§ **WORK ORDER**
What is needed is a copy of each line in the listing below that contains "tracing".

§ **DATA PROVIDED**

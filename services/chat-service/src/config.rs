// Konfigurasi Chat Service
use serde::Serialize;
use shared::utils::auth::AuthState;
use sqlx::{postgres::PgConnectOptions, postgres::PgPoolOptions, PgPool};
use std::env;
use std::str::FromStr;
use std::sync::Arc;
use std::time::Duration;

use crate::{
    agent::AgentSettings,
    hub::{ConversationHub, DEFAULT_QUEUE_CAPACITY},
    messaging::SharedChatStore,
    repositories::PgChatStore,
};

// Health check response structure
#[derive(Debug, Serialize, utoipa::ToSchema)]
pub struct HealthCheckResponse {
    pub service: String,
    pub status: String,
    pub version: String,
    pub database: String,
    pub live_connections: usize,
}

// Application configuration yang di-load dari environment variables
#[derive(Debug, Clone)]
pub struct AppConfig {
    pub database_url: String,
    pub server_host: String,
    pub server_port: u16,
    pub environment: String,
    pub jwt_secret: String,
    pub frontend_url: String,
    pub run_migrations: bool,
    pub ws_queue_capacity: usize,
    pub ws_ping_interval_secs: u64,
    pub ws_idle_timeout_secs: u64,
}

impl AppConfig {
    // Load semua konfigurasi dari environment variables dengan validasi
    pub fn from_env() -> Result<Self, String> {
        let database_url = env::var("DATABASE_URL")
            .map_err(|_| "DATABASE_URL harus diset di environment")?;

        let jwt_secret = env::var("JWT_SECRET")
            .map_err(|_| "JWT_SECRET harus diset di environment")?;

        // Validasi JWT secret tidak menggunakan default value di production
        if !cfg!(debug_assertions) && jwt_secret.contains("change-this") {
            return Err("JWT_SECRET masih menggunakan default value! Ganti dengan value yang aman untuk production".to_string());
        }

        let server_host = env::var("CHAT_SERVICE_HOST")
            .unwrap_or_else(|_| "0.0.0.0".to_string());

        let server_port = env_number("CHAT_SERVICE_PORT").unwrap_or(3006);

        let environment = env::var("RUST_ENV")
            .unwrap_or_else(|_| "development".to_string());

        let frontend_url = env::var("FRONTEND_URL")
            .unwrap_or_else(|_| "http://localhost:3000".to_string());

        let run_migrations = env::var("RUN_MIGRATIONS")
            .map(|v| matches!(v.to_ascii_lowercase().as_str(), "true" | "1" | "yes"))
            .unwrap_or(false);

        let ws_queue_capacity = env_number("WS_QUEUE_CAPACITY").unwrap_or(DEFAULT_QUEUE_CAPACITY);
        let ws_ping_interval_secs = env_number("WS_PING_INTERVAL_SECS").unwrap_or(30);
        let ws_idle_timeout_secs = env_number("WS_IDLE_TIMEOUT_SECS").unwrap_or(90);

        if ws_idle_timeout_secs <= ws_ping_interval_secs {
            return Err("WS_IDLE_TIMEOUT_SECS harus lebih besar dari WS_PING_INTERVAL_SECS".to_string());
        }

        Ok(AppConfig {
            database_url,
            server_host,
            server_port,
            environment,
            jwt_secret,
            frontend_url,
            run_migrations,
            ws_queue_capacity,
            ws_ping_interval_secs,
            ws_idle_timeout_secs,
        })
    }

    // Helper cek production mode
    pub fn is_production(&self) -> bool {
        self.environment == "production"
    }

    pub fn host(&self) -> &str {
        &self.server_host
    }

    pub fn port(&self) -> u16 {
        self.server_port
    }

    pub fn agent_settings(&self) -> AgentSettings {
        AgentSettings {
            ping_interval: Duration::from_secs(self.ws_ping_interval_secs),
            idle_timeout: Duration::from_secs(self.ws_idle_timeout_secs),
        }
    }
}

// Angka positif dari env, selain itu None
fn env_number<T: FromStr + PartialOrd + Default>(key: &str) -> Option<T> {
    env::var(key)
        .ok()
        .and_then(|s| s.parse().ok())
        .filter(|n| *n > T::default())
}

// Inisialisasi database connection pool dengan optimal configuration
pub async fn init_db_pool(database_url: &str) -> Result<PgPool, sqlx::Error> {
    tracing::info!("Initializing Chat Service database connection...");

    // Disable prepared statement cache untuk pooler (pgbouncer/Supabase)
    let options = PgConnectOptions::from_str(database_url)?
        .statement_cache_capacity(0);

    let pool = PgPoolOptions::new()
        .max_connections(10)
        .min_connections(1)
        .acquire_timeout(Duration::from_secs(10))
        .idle_timeout(Duration::from_secs(300))
        .max_lifetime(Duration::from_secs(1800))
        .test_before_acquire(true)
        .connect_with(options)
        .await?;

    tracing::info!("Chat Service database pool initialized");
    Ok(pool)
}

// Health check database connection
pub async fn check_db_health(pool: &PgPool) -> bool {
    sqlx::query("SELECT 1")
        .fetch_optional(pool)
        .await
        .is_ok()
}

// Application state yang di-share ke semua handlers
#[derive(Clone)]
pub struct AppState {
    pub db: PgPool,
    pub config: AppConfig,
    pub hub: Arc<ConversationHub>,
    pub store: SharedChatStore,
}

impl axum::extract::FromRef<AppState> for PgPool {
    fn from_ref(state: &AppState) -> Self {
        state.db.clone()
    }
}

impl axum::extract::FromRef<AppState> for AppConfig {
    fn from_ref(state: &AppState) -> Self {
        state.config.clone()
    }
}

impl AuthState for AppState {
    fn jwt_secret(&self) -> &str {
        &self.config.jwt_secret
    }
}

impl AppState {
    // Inisialisasi application state
    pub async fn new(config: AppConfig) -> Result<Self, String> {
        let db = init_db_pool(&config.database_url)
            .await
            .map_err(|e| format!("Failed to init database: {}", e))?;

        if config.run_migrations {
            tracing::info!("Running database migrations...");
            sqlx::migrate!("../../migrations")
                .run(&db)
                .await
                .map_err(|e| format!("Failed to run migrations: {}", e))?;
        }

        let hub = Arc::new(ConversationHub::new(config.ws_queue_capacity));
        let store: SharedChatStore = Arc::new(PgChatStore::new(db.clone()));

        Ok(AppState { db, config, hub, store })
    }

    // Health check semua dependencies
    pub async fn health_check(&self) -> HealthCheckResponse {
        let db_healthy = check_db_health(&self.db).await;

        HealthCheckResponse {
            service: "chat-service".to_string(),
            status: if db_healthy { "healthy" } else { "degraded" }.to_string(),
            version: env!("CARGO_PKG_VERSION").to_string(),
            database: if db_healthy { "connected" } else { "disconnected" }.to_string(),
            live_connections: self.hub.total_connections(),
        }
    }
}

§ **WRITTEN SOLUTION**
    tracing::info!("Initializing Chat Service database connection...");
    tracing::info!("Chat Service database pool initialized");
            tracing::info!("Running database migrations...");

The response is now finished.